Given records

* * * * *

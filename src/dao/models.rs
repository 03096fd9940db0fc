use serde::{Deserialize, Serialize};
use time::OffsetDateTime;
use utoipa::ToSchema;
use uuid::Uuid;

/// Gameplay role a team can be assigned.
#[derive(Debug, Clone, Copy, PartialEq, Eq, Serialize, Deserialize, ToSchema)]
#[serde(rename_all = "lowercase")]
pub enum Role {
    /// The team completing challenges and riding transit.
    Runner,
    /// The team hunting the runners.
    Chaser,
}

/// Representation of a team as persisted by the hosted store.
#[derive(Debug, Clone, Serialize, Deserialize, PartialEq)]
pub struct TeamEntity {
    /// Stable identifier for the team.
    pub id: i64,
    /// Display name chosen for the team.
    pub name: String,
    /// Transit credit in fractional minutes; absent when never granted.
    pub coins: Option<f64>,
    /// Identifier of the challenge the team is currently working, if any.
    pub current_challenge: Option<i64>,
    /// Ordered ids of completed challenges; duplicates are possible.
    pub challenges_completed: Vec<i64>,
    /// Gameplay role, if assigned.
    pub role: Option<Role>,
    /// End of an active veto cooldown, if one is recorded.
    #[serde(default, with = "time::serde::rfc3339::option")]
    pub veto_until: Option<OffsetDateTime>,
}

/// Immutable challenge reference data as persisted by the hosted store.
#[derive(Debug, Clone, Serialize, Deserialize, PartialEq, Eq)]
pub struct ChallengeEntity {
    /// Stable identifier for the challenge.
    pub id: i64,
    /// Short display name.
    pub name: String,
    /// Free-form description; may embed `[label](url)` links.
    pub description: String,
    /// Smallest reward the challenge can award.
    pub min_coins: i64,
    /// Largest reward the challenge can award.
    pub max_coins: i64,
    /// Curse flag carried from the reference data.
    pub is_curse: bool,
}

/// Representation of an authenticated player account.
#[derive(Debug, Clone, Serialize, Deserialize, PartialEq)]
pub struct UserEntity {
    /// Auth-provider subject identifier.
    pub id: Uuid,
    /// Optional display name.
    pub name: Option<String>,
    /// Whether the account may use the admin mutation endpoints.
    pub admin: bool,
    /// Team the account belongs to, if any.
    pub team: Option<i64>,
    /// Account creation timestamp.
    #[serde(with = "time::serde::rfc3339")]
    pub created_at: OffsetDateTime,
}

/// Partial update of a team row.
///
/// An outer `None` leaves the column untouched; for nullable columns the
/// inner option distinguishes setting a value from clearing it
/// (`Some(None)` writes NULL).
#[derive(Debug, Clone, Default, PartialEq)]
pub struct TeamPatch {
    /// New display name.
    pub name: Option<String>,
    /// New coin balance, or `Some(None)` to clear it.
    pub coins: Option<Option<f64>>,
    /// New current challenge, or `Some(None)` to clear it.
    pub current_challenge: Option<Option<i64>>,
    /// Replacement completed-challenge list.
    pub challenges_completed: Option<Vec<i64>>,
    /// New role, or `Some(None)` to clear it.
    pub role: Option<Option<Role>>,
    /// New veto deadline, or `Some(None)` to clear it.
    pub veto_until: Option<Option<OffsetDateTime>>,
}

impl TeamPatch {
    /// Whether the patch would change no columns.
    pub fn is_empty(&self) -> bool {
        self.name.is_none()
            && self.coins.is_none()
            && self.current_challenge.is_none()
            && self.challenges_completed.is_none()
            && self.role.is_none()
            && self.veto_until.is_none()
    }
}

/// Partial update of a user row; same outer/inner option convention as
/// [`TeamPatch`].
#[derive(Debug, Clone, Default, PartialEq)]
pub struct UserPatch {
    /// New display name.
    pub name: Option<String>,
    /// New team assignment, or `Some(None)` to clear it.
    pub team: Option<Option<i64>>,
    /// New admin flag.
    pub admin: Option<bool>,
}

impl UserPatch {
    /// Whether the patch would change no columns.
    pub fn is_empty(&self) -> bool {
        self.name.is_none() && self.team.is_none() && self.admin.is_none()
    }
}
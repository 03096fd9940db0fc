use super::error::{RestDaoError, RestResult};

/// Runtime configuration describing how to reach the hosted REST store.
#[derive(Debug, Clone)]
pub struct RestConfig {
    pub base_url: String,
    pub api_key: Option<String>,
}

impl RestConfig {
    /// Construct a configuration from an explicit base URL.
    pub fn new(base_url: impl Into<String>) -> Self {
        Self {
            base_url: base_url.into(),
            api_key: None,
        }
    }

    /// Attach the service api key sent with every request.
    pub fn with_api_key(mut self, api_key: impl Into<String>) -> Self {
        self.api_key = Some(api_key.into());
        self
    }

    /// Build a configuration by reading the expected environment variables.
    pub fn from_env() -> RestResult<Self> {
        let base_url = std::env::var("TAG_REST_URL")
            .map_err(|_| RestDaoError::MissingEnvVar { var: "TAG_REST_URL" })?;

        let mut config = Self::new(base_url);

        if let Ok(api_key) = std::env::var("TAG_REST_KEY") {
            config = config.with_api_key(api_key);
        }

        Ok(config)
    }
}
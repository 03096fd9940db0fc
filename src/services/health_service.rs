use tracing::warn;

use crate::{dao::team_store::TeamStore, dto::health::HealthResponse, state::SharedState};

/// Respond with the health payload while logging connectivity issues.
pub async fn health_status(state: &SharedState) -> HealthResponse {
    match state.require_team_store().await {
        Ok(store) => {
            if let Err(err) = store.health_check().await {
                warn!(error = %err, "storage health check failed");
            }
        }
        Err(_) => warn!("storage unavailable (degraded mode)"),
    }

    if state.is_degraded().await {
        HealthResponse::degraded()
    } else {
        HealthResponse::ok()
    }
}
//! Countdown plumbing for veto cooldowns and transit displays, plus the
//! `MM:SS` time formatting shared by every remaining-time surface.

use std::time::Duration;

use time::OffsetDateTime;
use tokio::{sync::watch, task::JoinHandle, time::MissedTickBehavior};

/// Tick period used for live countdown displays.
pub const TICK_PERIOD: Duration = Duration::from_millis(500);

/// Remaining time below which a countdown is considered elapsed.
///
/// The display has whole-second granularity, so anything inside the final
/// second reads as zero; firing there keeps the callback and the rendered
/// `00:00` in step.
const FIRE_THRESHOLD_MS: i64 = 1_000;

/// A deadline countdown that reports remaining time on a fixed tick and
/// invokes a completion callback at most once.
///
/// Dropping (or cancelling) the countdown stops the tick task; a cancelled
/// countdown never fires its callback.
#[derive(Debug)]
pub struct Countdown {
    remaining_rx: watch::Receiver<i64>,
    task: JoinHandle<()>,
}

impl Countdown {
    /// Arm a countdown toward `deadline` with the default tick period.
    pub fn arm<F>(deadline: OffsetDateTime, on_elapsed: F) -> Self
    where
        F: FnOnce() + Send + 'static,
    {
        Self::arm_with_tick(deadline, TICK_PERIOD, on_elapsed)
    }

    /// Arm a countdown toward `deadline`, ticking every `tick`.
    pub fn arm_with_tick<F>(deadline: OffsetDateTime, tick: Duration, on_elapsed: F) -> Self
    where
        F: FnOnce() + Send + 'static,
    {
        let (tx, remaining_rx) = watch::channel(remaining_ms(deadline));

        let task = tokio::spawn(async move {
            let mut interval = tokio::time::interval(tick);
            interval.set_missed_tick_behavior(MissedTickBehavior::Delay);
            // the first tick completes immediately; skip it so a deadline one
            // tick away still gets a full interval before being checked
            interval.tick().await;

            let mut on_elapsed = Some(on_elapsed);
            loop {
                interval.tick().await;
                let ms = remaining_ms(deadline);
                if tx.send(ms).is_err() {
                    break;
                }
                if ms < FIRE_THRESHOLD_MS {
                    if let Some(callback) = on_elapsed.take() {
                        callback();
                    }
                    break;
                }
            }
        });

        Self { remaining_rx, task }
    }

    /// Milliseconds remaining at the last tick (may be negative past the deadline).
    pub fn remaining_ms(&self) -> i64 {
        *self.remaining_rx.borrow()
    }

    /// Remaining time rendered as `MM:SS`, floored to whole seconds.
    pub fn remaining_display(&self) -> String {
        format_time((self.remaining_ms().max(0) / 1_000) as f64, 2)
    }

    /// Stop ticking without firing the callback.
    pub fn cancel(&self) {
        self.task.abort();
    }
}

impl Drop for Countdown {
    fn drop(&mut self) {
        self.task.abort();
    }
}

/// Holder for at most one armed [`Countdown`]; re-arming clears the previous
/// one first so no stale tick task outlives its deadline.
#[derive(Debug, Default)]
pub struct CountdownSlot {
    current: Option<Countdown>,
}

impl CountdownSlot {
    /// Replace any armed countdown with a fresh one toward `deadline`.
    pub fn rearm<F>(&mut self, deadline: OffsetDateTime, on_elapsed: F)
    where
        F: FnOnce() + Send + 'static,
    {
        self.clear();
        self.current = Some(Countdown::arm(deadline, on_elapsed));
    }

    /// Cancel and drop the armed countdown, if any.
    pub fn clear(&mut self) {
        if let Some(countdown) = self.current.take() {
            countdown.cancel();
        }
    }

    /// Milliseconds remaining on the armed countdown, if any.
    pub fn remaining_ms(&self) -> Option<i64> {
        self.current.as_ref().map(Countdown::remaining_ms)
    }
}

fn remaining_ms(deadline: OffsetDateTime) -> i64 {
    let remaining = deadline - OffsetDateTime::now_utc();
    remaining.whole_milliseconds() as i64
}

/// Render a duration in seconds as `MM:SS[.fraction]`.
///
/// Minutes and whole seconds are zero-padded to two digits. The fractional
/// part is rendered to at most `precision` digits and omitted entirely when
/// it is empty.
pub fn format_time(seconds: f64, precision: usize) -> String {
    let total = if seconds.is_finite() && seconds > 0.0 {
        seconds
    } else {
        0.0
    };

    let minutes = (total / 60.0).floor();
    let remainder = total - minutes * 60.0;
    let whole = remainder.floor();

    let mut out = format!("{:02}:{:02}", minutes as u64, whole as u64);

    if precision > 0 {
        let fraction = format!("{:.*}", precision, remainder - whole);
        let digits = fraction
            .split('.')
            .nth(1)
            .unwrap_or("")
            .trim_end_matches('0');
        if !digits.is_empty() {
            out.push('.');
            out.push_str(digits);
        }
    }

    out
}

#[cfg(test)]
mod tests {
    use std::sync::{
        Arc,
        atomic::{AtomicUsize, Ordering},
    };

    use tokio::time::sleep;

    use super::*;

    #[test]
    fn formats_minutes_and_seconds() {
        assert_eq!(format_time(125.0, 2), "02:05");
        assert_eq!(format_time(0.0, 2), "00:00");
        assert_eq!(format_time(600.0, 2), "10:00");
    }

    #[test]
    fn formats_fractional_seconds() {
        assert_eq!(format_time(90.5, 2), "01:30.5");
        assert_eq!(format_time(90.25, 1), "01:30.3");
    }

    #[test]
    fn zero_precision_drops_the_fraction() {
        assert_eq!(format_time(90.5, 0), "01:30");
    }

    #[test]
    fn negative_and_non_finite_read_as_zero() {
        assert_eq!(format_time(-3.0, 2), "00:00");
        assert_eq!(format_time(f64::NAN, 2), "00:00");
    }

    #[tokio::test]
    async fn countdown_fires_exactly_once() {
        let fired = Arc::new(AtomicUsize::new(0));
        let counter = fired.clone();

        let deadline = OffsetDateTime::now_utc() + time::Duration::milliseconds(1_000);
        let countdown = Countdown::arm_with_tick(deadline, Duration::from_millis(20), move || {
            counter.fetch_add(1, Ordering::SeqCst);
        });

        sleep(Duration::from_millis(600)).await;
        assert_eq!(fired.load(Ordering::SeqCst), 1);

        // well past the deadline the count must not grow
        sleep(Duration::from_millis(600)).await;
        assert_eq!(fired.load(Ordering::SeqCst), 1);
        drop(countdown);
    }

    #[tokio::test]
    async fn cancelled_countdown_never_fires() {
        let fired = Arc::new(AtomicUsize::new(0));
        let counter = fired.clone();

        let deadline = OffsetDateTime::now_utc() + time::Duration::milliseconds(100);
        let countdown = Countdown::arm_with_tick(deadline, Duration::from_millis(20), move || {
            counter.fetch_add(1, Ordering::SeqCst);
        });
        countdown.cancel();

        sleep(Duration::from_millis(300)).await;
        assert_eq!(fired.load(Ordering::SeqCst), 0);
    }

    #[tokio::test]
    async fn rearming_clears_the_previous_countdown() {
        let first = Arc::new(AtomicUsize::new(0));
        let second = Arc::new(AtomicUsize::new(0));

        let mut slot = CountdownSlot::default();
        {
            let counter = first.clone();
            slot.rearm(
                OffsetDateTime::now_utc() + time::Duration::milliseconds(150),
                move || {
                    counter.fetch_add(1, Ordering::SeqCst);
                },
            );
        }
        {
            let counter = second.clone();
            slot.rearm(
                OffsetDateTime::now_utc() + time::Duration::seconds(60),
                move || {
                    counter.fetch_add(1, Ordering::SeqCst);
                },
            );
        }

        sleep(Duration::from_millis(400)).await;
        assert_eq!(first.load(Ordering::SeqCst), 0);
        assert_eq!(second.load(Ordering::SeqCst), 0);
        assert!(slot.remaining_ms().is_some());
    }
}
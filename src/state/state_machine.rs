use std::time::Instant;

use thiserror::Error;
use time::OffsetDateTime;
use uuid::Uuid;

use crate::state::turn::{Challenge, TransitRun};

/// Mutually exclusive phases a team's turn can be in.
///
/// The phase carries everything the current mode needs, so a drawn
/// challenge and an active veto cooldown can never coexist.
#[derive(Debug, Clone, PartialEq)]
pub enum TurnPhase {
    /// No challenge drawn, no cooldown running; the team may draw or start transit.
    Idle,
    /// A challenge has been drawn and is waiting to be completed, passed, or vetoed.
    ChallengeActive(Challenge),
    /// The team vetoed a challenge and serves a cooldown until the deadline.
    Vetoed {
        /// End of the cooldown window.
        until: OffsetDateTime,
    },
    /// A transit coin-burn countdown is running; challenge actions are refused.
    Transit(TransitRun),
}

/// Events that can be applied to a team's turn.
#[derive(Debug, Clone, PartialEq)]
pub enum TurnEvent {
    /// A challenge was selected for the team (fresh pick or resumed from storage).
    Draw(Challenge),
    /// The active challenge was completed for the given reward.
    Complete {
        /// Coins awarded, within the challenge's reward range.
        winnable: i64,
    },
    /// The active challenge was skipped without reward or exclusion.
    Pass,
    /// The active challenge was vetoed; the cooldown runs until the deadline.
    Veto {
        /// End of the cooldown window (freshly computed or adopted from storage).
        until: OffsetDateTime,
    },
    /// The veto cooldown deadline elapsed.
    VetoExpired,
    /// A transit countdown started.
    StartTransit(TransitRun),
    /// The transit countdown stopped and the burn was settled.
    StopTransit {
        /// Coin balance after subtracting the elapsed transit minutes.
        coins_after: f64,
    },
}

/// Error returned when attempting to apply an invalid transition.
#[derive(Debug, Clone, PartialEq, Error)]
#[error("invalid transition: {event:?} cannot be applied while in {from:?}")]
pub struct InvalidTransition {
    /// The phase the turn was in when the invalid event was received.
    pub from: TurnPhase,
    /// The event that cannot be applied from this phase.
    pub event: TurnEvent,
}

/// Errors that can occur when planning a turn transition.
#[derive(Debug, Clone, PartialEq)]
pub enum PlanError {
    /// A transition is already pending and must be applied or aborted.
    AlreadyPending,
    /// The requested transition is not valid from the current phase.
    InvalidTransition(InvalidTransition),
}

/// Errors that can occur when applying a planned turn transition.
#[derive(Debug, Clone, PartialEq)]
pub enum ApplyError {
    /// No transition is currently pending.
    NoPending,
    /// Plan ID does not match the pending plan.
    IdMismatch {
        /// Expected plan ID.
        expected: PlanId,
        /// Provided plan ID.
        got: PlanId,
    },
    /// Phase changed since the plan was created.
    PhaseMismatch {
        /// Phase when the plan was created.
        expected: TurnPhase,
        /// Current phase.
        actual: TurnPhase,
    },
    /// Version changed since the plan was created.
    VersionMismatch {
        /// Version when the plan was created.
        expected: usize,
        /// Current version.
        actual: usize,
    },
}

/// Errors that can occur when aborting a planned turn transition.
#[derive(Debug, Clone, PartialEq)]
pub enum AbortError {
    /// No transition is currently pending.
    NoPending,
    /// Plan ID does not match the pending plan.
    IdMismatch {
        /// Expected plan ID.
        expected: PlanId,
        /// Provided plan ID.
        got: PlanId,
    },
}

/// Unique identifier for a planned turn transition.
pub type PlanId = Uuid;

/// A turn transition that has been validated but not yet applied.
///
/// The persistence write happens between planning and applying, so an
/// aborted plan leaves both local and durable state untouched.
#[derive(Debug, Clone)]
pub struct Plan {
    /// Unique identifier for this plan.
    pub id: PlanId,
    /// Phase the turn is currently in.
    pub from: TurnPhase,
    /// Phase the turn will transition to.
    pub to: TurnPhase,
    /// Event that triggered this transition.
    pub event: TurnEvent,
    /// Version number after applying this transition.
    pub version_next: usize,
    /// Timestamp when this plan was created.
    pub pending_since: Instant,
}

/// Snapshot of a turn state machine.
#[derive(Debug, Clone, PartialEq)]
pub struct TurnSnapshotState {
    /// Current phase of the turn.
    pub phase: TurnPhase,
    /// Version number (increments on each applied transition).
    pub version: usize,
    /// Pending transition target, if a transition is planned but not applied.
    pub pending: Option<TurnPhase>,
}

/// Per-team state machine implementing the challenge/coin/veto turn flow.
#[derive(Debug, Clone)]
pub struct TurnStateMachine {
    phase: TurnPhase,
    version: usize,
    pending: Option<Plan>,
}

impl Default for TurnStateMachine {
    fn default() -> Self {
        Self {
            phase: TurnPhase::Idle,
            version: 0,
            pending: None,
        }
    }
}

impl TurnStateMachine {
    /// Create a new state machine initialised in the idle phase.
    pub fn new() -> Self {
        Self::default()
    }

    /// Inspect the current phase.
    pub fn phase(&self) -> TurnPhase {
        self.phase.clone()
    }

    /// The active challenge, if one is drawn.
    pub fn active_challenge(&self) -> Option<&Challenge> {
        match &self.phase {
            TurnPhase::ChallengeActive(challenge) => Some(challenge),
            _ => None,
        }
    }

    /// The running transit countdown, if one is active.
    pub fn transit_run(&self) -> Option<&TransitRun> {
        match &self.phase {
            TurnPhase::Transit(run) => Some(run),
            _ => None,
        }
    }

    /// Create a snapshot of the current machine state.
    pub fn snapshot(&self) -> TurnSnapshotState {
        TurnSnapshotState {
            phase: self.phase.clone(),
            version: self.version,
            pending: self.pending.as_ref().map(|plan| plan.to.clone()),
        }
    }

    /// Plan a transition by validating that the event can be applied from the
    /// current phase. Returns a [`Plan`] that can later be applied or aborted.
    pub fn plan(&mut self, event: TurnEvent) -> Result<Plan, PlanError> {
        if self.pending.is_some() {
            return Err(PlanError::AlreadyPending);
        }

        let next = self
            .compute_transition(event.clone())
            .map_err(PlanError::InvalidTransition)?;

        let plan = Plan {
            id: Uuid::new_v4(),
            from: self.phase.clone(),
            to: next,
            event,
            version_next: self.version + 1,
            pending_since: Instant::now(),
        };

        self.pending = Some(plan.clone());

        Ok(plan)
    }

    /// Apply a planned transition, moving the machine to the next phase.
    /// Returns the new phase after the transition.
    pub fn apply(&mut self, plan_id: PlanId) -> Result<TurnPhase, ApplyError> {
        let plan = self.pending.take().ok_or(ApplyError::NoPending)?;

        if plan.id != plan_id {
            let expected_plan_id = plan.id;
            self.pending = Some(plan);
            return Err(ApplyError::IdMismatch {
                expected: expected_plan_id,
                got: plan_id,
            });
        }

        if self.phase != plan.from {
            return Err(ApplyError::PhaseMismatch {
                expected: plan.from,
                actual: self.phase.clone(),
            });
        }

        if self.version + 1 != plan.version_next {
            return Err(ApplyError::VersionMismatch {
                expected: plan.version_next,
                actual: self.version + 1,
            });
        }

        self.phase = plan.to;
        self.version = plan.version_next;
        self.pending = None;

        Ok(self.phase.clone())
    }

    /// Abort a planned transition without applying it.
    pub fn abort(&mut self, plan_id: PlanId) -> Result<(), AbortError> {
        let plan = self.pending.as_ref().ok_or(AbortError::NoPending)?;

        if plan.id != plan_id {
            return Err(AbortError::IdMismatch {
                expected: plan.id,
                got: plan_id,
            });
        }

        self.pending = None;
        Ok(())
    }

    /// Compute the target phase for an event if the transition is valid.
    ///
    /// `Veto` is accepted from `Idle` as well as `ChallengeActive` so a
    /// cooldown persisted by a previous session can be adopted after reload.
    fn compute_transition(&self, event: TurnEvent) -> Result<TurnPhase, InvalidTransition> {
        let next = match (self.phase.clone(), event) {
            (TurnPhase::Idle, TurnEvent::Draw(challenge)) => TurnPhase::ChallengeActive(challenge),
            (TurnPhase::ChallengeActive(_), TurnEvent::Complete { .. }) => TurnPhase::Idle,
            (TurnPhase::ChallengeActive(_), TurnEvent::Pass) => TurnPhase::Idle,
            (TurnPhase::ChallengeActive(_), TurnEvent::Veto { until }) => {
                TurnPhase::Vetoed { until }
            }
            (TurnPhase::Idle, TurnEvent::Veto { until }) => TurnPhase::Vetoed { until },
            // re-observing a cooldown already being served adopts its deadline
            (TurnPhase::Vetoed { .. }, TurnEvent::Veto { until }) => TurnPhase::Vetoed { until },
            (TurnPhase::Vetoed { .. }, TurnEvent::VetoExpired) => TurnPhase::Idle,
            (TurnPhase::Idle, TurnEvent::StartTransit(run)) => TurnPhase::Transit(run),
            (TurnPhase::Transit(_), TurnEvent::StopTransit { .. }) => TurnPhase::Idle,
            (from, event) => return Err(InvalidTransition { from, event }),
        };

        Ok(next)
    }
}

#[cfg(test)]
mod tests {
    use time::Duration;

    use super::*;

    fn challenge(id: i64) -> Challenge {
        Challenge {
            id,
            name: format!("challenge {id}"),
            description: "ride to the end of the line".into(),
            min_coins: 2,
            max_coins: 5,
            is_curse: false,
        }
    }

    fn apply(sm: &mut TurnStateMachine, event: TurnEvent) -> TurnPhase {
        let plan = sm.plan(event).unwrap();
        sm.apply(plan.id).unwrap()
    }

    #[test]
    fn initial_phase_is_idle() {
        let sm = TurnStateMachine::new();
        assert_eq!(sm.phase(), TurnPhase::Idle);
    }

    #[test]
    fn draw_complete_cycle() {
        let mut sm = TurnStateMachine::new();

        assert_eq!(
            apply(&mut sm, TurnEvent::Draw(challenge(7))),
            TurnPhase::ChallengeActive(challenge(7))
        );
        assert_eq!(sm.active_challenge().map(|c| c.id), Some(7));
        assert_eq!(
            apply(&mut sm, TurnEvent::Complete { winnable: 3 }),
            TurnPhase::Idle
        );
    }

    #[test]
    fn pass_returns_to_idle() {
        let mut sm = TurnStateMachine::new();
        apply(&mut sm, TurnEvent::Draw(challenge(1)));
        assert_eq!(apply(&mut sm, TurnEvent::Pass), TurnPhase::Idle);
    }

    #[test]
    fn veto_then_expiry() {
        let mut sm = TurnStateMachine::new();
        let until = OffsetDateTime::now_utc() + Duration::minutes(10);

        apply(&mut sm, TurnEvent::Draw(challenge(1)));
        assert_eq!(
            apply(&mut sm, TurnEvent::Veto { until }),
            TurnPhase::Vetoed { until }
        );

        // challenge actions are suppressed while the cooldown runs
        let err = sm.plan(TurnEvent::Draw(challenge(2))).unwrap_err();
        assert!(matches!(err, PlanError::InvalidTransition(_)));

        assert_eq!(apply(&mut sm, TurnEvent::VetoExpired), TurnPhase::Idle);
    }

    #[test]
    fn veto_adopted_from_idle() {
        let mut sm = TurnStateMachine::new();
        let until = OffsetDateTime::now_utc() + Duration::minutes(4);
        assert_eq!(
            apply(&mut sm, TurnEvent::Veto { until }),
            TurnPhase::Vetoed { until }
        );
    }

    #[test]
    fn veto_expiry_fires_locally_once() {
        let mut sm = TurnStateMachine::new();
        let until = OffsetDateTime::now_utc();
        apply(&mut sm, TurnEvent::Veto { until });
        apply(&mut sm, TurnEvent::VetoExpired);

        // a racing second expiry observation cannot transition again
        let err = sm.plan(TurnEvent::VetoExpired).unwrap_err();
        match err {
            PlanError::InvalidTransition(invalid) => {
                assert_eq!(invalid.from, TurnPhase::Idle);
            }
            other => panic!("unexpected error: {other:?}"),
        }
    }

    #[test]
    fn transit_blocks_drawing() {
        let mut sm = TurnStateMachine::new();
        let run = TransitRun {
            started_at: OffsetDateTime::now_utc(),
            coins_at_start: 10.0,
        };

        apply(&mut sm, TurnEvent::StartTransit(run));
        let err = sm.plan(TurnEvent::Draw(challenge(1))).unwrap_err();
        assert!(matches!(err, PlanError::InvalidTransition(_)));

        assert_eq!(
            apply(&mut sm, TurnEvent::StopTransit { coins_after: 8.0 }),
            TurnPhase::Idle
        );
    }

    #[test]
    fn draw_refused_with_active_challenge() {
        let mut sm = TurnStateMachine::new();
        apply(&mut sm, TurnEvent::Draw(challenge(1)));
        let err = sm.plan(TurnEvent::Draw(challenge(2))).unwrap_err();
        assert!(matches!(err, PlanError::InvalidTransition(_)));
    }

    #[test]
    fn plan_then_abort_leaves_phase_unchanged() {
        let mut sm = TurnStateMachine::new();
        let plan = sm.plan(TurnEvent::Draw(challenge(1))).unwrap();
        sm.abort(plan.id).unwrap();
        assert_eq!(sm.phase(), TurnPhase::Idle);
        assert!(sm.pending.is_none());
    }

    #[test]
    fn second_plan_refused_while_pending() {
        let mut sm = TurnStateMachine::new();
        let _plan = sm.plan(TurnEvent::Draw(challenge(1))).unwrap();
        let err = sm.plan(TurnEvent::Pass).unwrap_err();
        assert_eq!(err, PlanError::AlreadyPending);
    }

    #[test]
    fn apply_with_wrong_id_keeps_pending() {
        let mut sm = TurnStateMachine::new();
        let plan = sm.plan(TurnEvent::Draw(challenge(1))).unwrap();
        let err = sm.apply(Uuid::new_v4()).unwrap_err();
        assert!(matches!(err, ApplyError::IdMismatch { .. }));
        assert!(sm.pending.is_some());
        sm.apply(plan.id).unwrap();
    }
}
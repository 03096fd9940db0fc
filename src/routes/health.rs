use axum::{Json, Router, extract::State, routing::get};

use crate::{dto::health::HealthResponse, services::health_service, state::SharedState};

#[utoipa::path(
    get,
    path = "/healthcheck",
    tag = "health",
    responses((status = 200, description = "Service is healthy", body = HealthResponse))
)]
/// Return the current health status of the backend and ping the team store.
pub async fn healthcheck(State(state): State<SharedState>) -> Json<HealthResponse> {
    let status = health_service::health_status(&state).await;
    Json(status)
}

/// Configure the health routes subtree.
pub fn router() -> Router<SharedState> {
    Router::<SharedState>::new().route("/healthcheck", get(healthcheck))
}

* * * * *

Work to complete
Go through the material line by line. Show each line that contains the string "AlreadyPending".

Answer
    AlreadyPending,
            return Err(PlanError::AlreadyPending);
        assert_eq!(err, PlanError::AlreadyPending);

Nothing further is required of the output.